I think Jack’s parents may have caught him with marijuana in the past: They asked us how current our information was. We explained that Jack’s Twitter feed was still active, could easily be viewed by anyone looking for it (including the not-terribly-computer-savvy parent who discovered it), and that the messages suggested that activity was ongoing.
We then went over the BSA policy, including the prohibition of e-cigarettes and personal vaporizers, and explained that if we found any drugs or paraphernalia at a troop or other BSA-sanctioned activity from now on, we’d be compelled to take disciplinary (different from “punitive”) action. We explained potential adverse effects on the troop (loss of charter, loss of members) if an incident occurred or if it became known that a Scout was using illegal substance with our knowledge and we’d taken no action. We also explained a potential scenario in which such substances were discovered at a camp or other event with Jack’s parents not immediately available: We ourselves couldn’t leave the Scout in possession of the substances; we could not take possession of them ourselves; consequently, our only option would be to call law enforcement—which would be unlikely to have a happy outcome for anyone.
We also explained to Jack and his parents (who seemed surprised to learn this part) that potential employers and prospective colleges often check social media feeds, and how a Twitter account covered in little five-fingered leaves and happy-snaps of bongs might affect Jack’s future even if the whole business was long past.
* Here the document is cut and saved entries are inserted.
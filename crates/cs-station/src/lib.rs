//! `cs-station` — the slot-allocation and queueing engine of one station.
//!
//! # Per-tick processing
//!
//! ```text
//! request(vehicle, now):
//!   free slot of the vehicle's kind?  → Accepted (Charging)
//!   otherwise                          → Queued   (Waiting)
//!
//! tick(now):
//!   ① Evict    — queue entries that waited past their limit depart (Timeout).
//!   ② Promote  — each free slot takes the next queued vehicle of its kind.
//!   ③ Charge   — every occupant not promoted this tick draws from its
//!                kind's reserve; full tanks release their slot (Full).
//!   ④ Replenish — every reserve grows by its replenish rate.
//! ```
//!
//! # Crate layout
//!
//! | Module          | Contents                                                  |
//! |-----------------|-----------------------------------------------------------|
//! | [`slot_pool`]   | `SlotPool`, `SlotHandle`                                  |
//! | [`wait_queue`]  | `WaitQueue`, `QueueEntry`                                 |
//! | [`account`]     | `ResourceAccount`, `ChargeOutcome`                        |
//! | [`config`]      | `StationConfig`, `KindConfig`, `StationBuilder`           |
//! | [`station`]     | `Station` (the controller)                                |
//! | [`report`]      | `RequestOutcome`, `RejectReason`, `Departure`, `TickReport` |
//! | [`error`]       | `ConstructionError`, `StationError`                       |
//!
//! `Station` is a plain single-threaded value.  Concurrency lives one layer
//! up (`cs-sim`), which wraps each station in exactly one lock so the three
//! structures are never observed half-updated.
//!
//! # Cargo features
//!
//! | Feature   | Effect                                                 |
//! |-----------|--------------------------------------------------------|
//! | `fx-hash` | FxHash instead of SipHash for id lookups.              |
//! | `serde`   | `Serialize`/`Deserialize` on `StationConfig`.          |

pub mod account;
pub mod config;
pub mod error;
pub mod report;
pub mod slot_pool;
pub mod station;
pub mod wait_queue;

#[cfg(test)]
mod tests;

pub use account::{ChargeOutcome, ResourceAccount};
pub use config::{KindConfig, StationBuilder, StationConfig};
pub use error::{ConstructionError, StationError, StationResult};
pub use report::{Departure, RejectReason, RequestOutcome, TickReport};
pub use slot_pool::{SlotHandle, SlotPool};
pub use station::Station;
pub use wait_queue::{QueueEntry, WaitQueue};

/// Map keyed by a typed id; FxHash with the `fx-hash` feature.
#[cfg(feature = "fx-hash")]
pub type IdMap<K, V> = rustc_hash::FxHashMap<K, V>;
#[cfg(not(feature = "fx-hash"))]
pub type IdMap<K, V> = std::collections::HashMap<K, V>;

#[cfg(feature = "fx-hash")]
pub type IdSet<K> = rustc_hash::FxHashSet<K>;
#[cfg(not(feature = "fx-hash"))]
pub type IdSet<K> = std::collections::HashSet<K>;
That seemed to be a real eye-opener for Jack. We explained to him that we had his best interests in mind, both his health (if he’s smoking anything at all, we hoped he’d quit) and his future, which could be adversely affected by stupid stuff on a social media account.
We then reassured them that our goal is for Jack to remain with the troop, and expressed our belief that he’s capable of following the rules and improving. We pointed out some of the good things he’s done with the troop, noted that other Scouts really enjoy his company, and reminded him that, as one of the “big Scouts” in the troop, he needs to be a good role model for impressionable younger Scouts.
Jack’s only question was who said what to us, which of course we chose not to provide. But we did advise them that multiple parents, as well as Scouts, had come to us with concerns. Jack didn’t make any kind of fuss, and his parents seemed satisfied that the meeting had been helpful (Jack’s mother thanked us privately, and said that sharing the information had been absolutely the right thing to do, even though it was uncomfortable for all of us).
Our local District Attorney’s and Sheriff’s offices run programs on cyber-safety for parents, and a drug/alcohol prevention program for the county’s middle schools. One thing we’re considering is seeing if they have a presentation appropriate for Scouts, and asking our Senior Patrol Leader to schedule sessions on both issues from our local experts at one or two of our regular meetings in a few weeks.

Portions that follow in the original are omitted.